Bien sûr l’hébergement n’est pas oublié. À Singapour, l’hôtel le plus cher est le Raffles, puis viennent l’Hôtel de l’Europe, l’Adelphi, l’hôtel de la Paix et le Van Wijk. La monnaie est le dollar des Détroits et le réseau bancaire est déjà dense à Singapour : ainsi la Banque de l’Indochine est présente, Henry Fauconnier y a son compte. Les services d’un serviteur bilingue ne sont pas indispensables, mais peuvent s’avérer utile. « Isles of the East » An Illustrated Guide, publié par la Royal Packet Steam Navigation Company hollandaise en 1912, se réjouit que l’escale de Singapour soit grandement facilitée, le passeport n’y est pas nécessaire et, comme c’est un port-franc, il n’y a pas de douanes (sauf pour l’alcool, les armes, l’opium, l’étain et le caoutchouc). Enfin, la mendicité y étant inconnue, il est conseillé de ne pas l’encourager.
Incontestablement, à cette époque, la bible du voyageur est An Illustrated Guide to the Federated Malay States. Il s’agit du premier ouvrage publié par l’Agence d’Information des États Malais fondée en 1910, dont le bureau est à Londres. Il s’agit de promouvoir la Malaisie britannique auprès des investisseurs, des mineurs, des planteurs et des touristes… L’éditeur du guide est secrétaire des Résidents britanniques du Selangor, il s’entoure de spécialistes, tous fonctionnaires comme lui. Il est réimprimé quatre fois, en 1910 et 1911, et à nouveau en 1920 et 1923. Malgré les quatre longues années de guerre, il est vendu à plus de 15,000 exemplaires. L’auteur, Cuthbert Harrison, est catégorique (tout autant que phallocrate), il faut « ne pas hésiter à amener avec soi son matériel féminin ». Les hôtels sont confortables et le pays est sûr, ce n’était pas le cas il y une trentaine d’années (assassinat de J.W.W. Birch, le premier Résident britannique du Pérak en 1875). En 1921, on recensera 1,900 femmes dans les États Fédérés Malais, sans compter les trois Établissements des Détroits. Oublié « le pays du kriss, du praho pirate et du Malais sanglant »…
Les guides de voyages sont bien sûr d’abord et avant tout une invitation au voyage.

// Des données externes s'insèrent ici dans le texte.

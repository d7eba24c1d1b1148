#![no_main]

use bitlog2::{DeBruijn, HashPattern, is_perfect_hash};
use libfuzzer_sys::fuzz_target;

fuzz_target!(|data: (u64, u64)| {
    let (multiplier, x) = data;
    for pattern in [HashPattern::Spread, HashPattern::Isolated] {
        let table = DeBruijn::checked_new(multiplier, pattern);
        assert_eq!(table.is_some(), is_perfect_hash(multiplier, pattern));
        if let Some(table) = table {
            if x != 0 {
                assert_eq!(table.ilog2(x) as i64, 63 - x.leading_zeros() as i64);
            }
        }
    }
});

Alors, pourquoi venir en Malaisie britannique ? C’est sûrement le Pamphlet of Information for Travellers publié en 1914 par les Chemins de fer des États Malais Fédérés qui résume le mieux les attraits de la destination :

Affiche des Chemins de Fer des États Malais Fédérés.
« Un climat tropical uniforme et des paysages magnifiques, la chasse aux grands fauves et la meilleure chasse à la bécassine au monde, de grandes mines d’étain et de bons hôtels, des plantations de caoutchouc et des mers tropicales, des chemins de fer et un excellent service de navires à vapeur, des plantations de cocotiers et des temples chinois, plus de 3000 kilomètres d’un excellent réseau routier et des stations d’altitude pour les voyageurs. »
Les ingrédients sont prêts, il ne reste plus qu’à préparer le bon cocktail.